The task:
Report each line of the data that includes the word "crate".

═══ Data supplied

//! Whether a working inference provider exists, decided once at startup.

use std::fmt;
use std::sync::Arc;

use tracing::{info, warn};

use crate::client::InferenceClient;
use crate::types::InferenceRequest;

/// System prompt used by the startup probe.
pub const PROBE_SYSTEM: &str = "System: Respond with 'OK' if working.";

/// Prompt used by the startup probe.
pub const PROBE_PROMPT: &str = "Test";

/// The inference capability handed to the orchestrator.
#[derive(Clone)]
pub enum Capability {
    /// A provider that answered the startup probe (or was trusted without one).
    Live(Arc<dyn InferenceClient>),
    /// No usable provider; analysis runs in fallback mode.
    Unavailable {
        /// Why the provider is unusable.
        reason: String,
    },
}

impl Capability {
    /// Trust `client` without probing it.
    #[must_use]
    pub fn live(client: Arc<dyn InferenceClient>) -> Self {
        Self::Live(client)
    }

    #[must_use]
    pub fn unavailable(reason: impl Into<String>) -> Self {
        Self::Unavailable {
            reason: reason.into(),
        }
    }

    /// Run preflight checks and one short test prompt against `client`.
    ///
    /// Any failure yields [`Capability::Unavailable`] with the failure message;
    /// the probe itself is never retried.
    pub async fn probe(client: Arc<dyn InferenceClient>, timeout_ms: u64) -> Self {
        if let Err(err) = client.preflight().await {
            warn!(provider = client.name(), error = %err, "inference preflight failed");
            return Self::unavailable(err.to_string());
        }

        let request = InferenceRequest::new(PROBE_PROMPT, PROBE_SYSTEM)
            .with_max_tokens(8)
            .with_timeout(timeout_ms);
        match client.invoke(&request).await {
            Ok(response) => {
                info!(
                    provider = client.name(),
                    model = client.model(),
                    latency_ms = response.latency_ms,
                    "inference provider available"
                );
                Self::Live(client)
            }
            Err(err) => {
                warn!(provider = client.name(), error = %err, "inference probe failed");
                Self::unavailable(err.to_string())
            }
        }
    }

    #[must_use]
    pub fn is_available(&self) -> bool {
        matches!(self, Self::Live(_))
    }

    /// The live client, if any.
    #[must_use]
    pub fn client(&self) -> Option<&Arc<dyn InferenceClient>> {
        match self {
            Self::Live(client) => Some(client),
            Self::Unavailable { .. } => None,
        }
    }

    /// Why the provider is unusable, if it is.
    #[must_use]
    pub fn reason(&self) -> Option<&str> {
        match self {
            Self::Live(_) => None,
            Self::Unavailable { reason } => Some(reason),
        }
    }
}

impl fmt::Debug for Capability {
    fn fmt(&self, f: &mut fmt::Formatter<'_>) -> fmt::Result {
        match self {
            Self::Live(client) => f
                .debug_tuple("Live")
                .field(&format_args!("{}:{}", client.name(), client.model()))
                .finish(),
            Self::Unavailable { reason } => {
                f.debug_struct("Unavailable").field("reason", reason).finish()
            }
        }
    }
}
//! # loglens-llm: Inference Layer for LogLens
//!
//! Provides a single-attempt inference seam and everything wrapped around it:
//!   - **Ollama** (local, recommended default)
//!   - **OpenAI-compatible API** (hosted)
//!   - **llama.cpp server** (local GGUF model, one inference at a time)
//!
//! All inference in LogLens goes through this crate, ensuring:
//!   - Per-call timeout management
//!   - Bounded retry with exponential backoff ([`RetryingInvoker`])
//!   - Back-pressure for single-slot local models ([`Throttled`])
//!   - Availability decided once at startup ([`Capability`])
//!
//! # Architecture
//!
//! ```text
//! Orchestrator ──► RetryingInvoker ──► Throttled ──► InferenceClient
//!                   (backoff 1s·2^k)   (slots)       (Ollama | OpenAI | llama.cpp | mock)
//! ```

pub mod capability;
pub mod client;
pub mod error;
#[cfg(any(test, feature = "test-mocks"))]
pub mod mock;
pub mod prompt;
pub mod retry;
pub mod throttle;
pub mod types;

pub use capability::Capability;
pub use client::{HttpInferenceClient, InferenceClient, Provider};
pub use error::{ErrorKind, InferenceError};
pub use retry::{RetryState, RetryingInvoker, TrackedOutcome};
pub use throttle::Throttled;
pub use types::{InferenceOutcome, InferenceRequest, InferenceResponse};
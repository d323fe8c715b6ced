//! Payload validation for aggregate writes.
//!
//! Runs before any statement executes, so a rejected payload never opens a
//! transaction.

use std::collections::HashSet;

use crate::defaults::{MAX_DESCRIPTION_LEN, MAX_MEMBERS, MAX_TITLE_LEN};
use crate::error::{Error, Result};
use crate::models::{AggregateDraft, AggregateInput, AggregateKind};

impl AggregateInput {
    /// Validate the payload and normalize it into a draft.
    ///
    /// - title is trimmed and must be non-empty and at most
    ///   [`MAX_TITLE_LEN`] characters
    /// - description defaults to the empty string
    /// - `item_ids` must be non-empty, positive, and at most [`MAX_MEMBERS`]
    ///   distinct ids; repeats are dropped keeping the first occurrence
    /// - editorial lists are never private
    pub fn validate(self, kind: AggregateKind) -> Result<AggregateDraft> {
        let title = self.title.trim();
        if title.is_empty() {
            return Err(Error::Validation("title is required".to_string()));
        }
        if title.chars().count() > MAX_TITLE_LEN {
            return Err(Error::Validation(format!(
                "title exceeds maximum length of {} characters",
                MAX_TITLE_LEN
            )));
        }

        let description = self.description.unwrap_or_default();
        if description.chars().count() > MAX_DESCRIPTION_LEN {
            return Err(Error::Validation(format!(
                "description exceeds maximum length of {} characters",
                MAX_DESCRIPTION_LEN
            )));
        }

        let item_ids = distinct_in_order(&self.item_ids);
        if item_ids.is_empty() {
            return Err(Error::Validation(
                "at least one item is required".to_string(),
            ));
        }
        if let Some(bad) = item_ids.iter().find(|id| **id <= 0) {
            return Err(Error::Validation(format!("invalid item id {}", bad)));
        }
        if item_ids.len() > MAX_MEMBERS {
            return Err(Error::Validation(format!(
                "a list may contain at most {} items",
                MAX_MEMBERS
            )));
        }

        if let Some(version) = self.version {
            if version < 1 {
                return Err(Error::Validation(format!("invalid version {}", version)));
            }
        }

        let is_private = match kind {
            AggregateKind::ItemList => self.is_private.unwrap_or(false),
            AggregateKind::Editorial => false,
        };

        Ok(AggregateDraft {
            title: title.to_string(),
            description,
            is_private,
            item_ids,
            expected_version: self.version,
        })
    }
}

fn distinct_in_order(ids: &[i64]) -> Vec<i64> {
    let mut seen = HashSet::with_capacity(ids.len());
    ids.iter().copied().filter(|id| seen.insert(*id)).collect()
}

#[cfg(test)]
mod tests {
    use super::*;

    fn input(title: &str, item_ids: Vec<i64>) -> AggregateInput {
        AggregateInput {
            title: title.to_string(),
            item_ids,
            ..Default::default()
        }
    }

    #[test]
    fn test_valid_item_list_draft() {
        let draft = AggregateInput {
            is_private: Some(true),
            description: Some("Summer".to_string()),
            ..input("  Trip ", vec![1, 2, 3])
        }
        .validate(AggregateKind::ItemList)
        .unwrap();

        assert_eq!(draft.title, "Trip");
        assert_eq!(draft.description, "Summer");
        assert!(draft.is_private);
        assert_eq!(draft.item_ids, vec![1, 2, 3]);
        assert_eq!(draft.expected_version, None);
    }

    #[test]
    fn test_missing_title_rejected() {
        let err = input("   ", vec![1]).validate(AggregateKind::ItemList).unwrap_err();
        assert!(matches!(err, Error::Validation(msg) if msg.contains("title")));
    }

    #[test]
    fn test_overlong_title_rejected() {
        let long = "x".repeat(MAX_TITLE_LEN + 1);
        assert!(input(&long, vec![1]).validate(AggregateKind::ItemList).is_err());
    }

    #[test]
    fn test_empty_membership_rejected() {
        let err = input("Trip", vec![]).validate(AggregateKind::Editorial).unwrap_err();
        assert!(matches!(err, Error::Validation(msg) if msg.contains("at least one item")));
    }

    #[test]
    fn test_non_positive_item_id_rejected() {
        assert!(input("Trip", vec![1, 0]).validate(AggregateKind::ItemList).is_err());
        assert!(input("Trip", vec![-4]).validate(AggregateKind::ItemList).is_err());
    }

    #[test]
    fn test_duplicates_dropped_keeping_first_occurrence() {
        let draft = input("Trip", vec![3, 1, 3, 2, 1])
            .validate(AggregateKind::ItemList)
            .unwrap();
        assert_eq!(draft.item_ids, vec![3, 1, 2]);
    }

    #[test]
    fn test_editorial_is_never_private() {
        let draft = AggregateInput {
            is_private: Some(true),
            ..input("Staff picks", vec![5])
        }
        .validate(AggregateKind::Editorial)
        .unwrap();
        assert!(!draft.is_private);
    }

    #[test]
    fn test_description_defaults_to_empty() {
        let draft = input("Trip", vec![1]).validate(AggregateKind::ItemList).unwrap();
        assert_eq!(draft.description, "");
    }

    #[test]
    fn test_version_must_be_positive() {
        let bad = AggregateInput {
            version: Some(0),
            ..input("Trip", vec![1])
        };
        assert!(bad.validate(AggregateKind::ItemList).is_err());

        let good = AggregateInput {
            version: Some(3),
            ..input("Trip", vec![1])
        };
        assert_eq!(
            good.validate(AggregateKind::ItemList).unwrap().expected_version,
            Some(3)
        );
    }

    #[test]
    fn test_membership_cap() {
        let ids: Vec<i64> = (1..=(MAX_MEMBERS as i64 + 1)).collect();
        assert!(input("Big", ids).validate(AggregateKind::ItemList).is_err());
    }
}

══════

Answer below:
use crate::client::InferenceClient;
use crate::types::InferenceRequest;
//! All inference in LogLens goes through this crate, ensuring:
use crate::defaults::{MAX_DESCRIPTION_LEN, MAX_MEMBERS, MAX_TITLE_LEN};
use crate::error::{Error, Result};
use crate::models::{AggregateDraft, AggregateInput, AggregateKind};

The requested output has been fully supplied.